Interview : Des parcours d’orientation simplifiés pour « mettre les vocations à l’épreuve »



Que faire après mon bac ? Cette question, tous les lycéens se la sont déjà posée, avec plus ou moins d’appréhension. Licence, DUT, BTS, prépa, grande école… Dur dur de s’y retrouver dans la jungle des diplômes, surtout lorsqu’on hésite sur sa vocation. En France, 7.700 intitulés de masters (bac+5) sont agréés par l’Etat. Rien que ça !

Pour simplifier les parcours d’orientation, la ministre de l’Enseignement supérieur et de la recherche Geneviève Fioraso préconise d’élaborer une nouvelle nomenclature. Elle devra permettre d’uniformiser les intitulés de diplômes et les rendre plus lisibles.
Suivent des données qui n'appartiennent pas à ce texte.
//! HTML emitter for body markup.
//!
//! Walks the block list produced by [`crate::markup::parse`] and writes
//! the publishable fragment: headings, paragraphs, lists, figures, and
//! carousel containers. Images are inlined as data URIs, so the output
//! references no external files.
//!
//! # Example
//!
//! ```
//! use remix::model::{VisualAsset, VisualRegistry};
//! use remix::render::transform;
//!
//! let visuals = VisualRegistry::new(vec![
//!     VisualAsset::pending("image_1", "A cat", "a cat").with_image(vec![0x89, b'P', b'N', b'G']),
//! ]);
//! let html = transform("Hello **world**\n\n[[IMAGE_1]]", &visuals);
//!
//! assert!(html.contains("<strong>world</strong>"));
//! assert!(html.contains("<figcaption>A cat</figcaption>"));
//! ```

use std::fmt::Write;

use crate::markup::{Block, ImageRef, Inline, NoteKind, parse, strip_tokens};
use crate::model::{AssetId, VisualAsset, VisualRegistry};
use crate::util::data_uri;

/// Result of emitting a body.
#[derive(Debug, Clone, Default)]
pub struct BodyMarkup {
    /// The HTML fragment.
    pub html: String,
    /// Asset ids rendered as `<img>`, in order of appearance.
    pub assets: Vec<AssetId>,
    /// Number of carousel containers emitted.
    pub carousels: usize,
}

/// Convert a body to its HTML fragment.
///
/// Total over all inputs: unknown or pending assets are omitted and
/// malformed markers fall back to text.
pub fn transform(body: &str, visuals: &VisualRegistry) -> String {
    synthesize_body(body, visuals, 0).html
}

/// Emit a body starting at the given indent level.
pub fn synthesize_body(body: &str, visuals: &VisualRegistry, indent_level: usize) -> BodyMarkup {
    let mut ctx = HtmlContext::new(visuals, indent_level);
    for block in parse(body) {
        ctx.block(&block);
    }
    ctx.finish()
}

/// Context for the emit walk.
pub(crate) struct HtmlContext<'a> {
    out: String,
    assets: Vec<AssetId>,
    carousels: usize,
    visuals: &'a VisualRegistry,
    indent_level: usize,
}

impl<'a> HtmlContext<'a> {
    pub(crate) fn new(visuals: &'a VisualRegistry, indent_level: usize) -> Self {
        Self {
            out: String::new(),
            assets: Vec::new(),
            carousels: 0,
            visuals,
            indent_level,
        }
    }

    pub(crate) fn finish(self) -> BodyMarkup {
        BodyMarkup {
            html: self.out,
            assets: self.assets,
            carousels: self.carousels,
        }
    }

    fn indent(&mut self) {
        for _ in 0..self.indent_level {
            self.out.push_str("  ");
        }
    }

    /// Write one indented line.
    fn line(&mut self, text: &str) {
        self.indent();
        self.out.push_str(text);
        self.out.push('\n');
    }

    fn block(&mut self, block: &Block) {
        match block {
            Block::Heading { level, content } => {
                let tag = if *level >= 3 { "h3" } else { "h2" };
                self.indent();
                write!(self.out, "<{tag}>").unwrap();
                self.inlines(content);
                writeln!(self.out, "</{tag}>").unwrap();
            }
            Block::Paragraph(content) => {
                self.indent();
                self.out.push_str("<p>");
                self.inlines(content);
                self.out.push_str("</p>\n");
            }
            Block::List(items) => {
                self.line("<ul>");
                self.indent_level += 1;
                for item in items {
                    self.indent();
                    self.out.push_str("<li>");
                    self.inlines(item);
                    self.out.push_str("</li>\n");
                }
                self.indent_level -= 1;
                self.line("</ul>");
            }
            Block::Image(image) => {
                self.image_ref(image);
            }
            Block::Carousel(slides) => self.carousel(slides),
            Block::Note(kind, text) => {
                let class = match kind {
                    NoteKind::Caption => "caption-note",
                    NoteKind::PromptNote => "prompt-note",
                };
                self.indent();
                writeln!(self.out, "<p class=\"{class}\">{}</p>", escape_html(text)).unwrap();
            }
        }
    }

    fn inlines(&mut self, inlines: &[Inline]) {
        for inline in inlines {
            match inline {
                Inline::Text(text) => self.out.push_str(&escape_html(text)),
                Inline::Strong(children) => {
                    self.out.push_str("<strong>");
                    self.inlines(children);
                    self.out.push_str("</strong>");
                }
                Inline::Emphasis(children) => {
                    self.out.push_str("<em>");
                    self.inlines(children);
                    self.out.push_str("</em>");
                }
                Inline::Accent(accent, children) => {
                    self.out.push_str(accent.open_tag());
                    self.inlines(children);
                    self.out.push_str(accent.close_tag());
                }
                Inline::SoftBreak => self.out.push('\n'),
            }
        }
    }

    /// Resolve a placeholder to its asset, if it has image bytes.
    fn resolve(&self, image: &ImageRef) -> Option<&'a VisualAsset> {
        let visuals = self.visuals;
        let asset = visuals.find(image.asset_id.as_ref()?)?;
        asset.image().is_some().then_some(asset)
    }

    /// Emit a standalone figure. Returns false when nothing was written.
    fn image_ref(&mut self, image: &ImageRef) -> bool {
        let Some(asset) = self.resolve(image) else {
            return false;
        };
        self.figure(asset, image.caption.as_deref());
        if let Some(note) = &image.prompt_note {
            self.indent();
            writeln!(self.out, "<p class=\"prompt-note\">{}</p>", escape_html(note)).unwrap();
        }
        true
    }

    /// Emit `<figure>` for an asset with bytes. The caption override, when
    /// present, replaces the asset's own caption.
    pub(crate) fn figure(&mut self, asset: &VisualAsset, caption_override: Option<&str>) {
        let Some(data) = asset.image() else {
            return;
        };
        let alt = strip_tokens(&asset.caption);
        let caption = match caption_override {
            Some(text) => strip_tokens(text),
            None => alt.clone(),
        };

        self.line("<figure>");
        self.indent_level += 1;
        self.indent();
        writeln!(
            self.out,
            "<img src=\"{}\" alt=\"{}\" />",
            data_uri(data),
            escape_html(&alt)
        )
        .unwrap();
        if !caption.is_empty() {
            self.indent();
            writeln!(self.out, "<figcaption>{}</figcaption>", escape_html(&caption)).unwrap();
        }
        self.indent_level -= 1;
        self.line("</figure>");
        self.assets.push(asset.id.clone());
    }

    /// Emit a carousel container. Slides without a renderable image are
    /// skipped; a carousel with no slides left is not emitted at all.
    fn carousel(&mut self, slides: &[ImageRef]) {
        let renderable: Vec<&ImageRef> = slides.iter().filter(|s| self.resolve(s).is_some()).collect();
        if renderable.is_empty() {
            return;
        }

        self.line("<div class=\"image-carousel\">");
        self.indent_level += 1;
        self.line("<div class=\"carousel-track\">");
        self.indent_level += 1;
        for slide in renderable {
            self.line("<div class=\"carousel-slide\">");
            self.indent_level += 1;
            self.image_ref(slide);
            self.indent_level -= 1;
            self.line("</div>");
        }
        self.indent_level -= 1;
        self.line("</div>");
        self.line("<div class=\"carousel-dots\"></div>");
        self.indent_level -= 1;
        self.line("</div>");
        self.carousels += 1;
    }
}

/// Escape special HTML characters.
pub fn escape_html(s: &str) -> String {
    let mut result = String::with_capacity(s.len());
    for c in s.chars() {
        match c {
            '&' => result.push_str("&amp;"),
            '<' => result.push_str("&lt;"),
            '>' => result.push_str("&gt;"),
            '"' => result.push_str("&quot;"),
            '\'' => result.push_str("&#39;"),
            _ => result.push(c),
        }
    }
    result
}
Le projet de loi, qui doit être examiné prochainement par le Parlement, prévoit également de faciliter les passerelles entre les différentes filières universitaires, et de créer un service territorialisé d’orientation.

Daniel Léonardi, directeur du CIO de Tours, se prononce pour l'aménagement de passerelles entre les filières universitaires. (Photo Chloé Bossard)

Daniel Léonardi, directeur du CIO de Tours, se prononce pour l’aménagement de passerelles entre les filières universitaires. (Photo Chloé Bossard)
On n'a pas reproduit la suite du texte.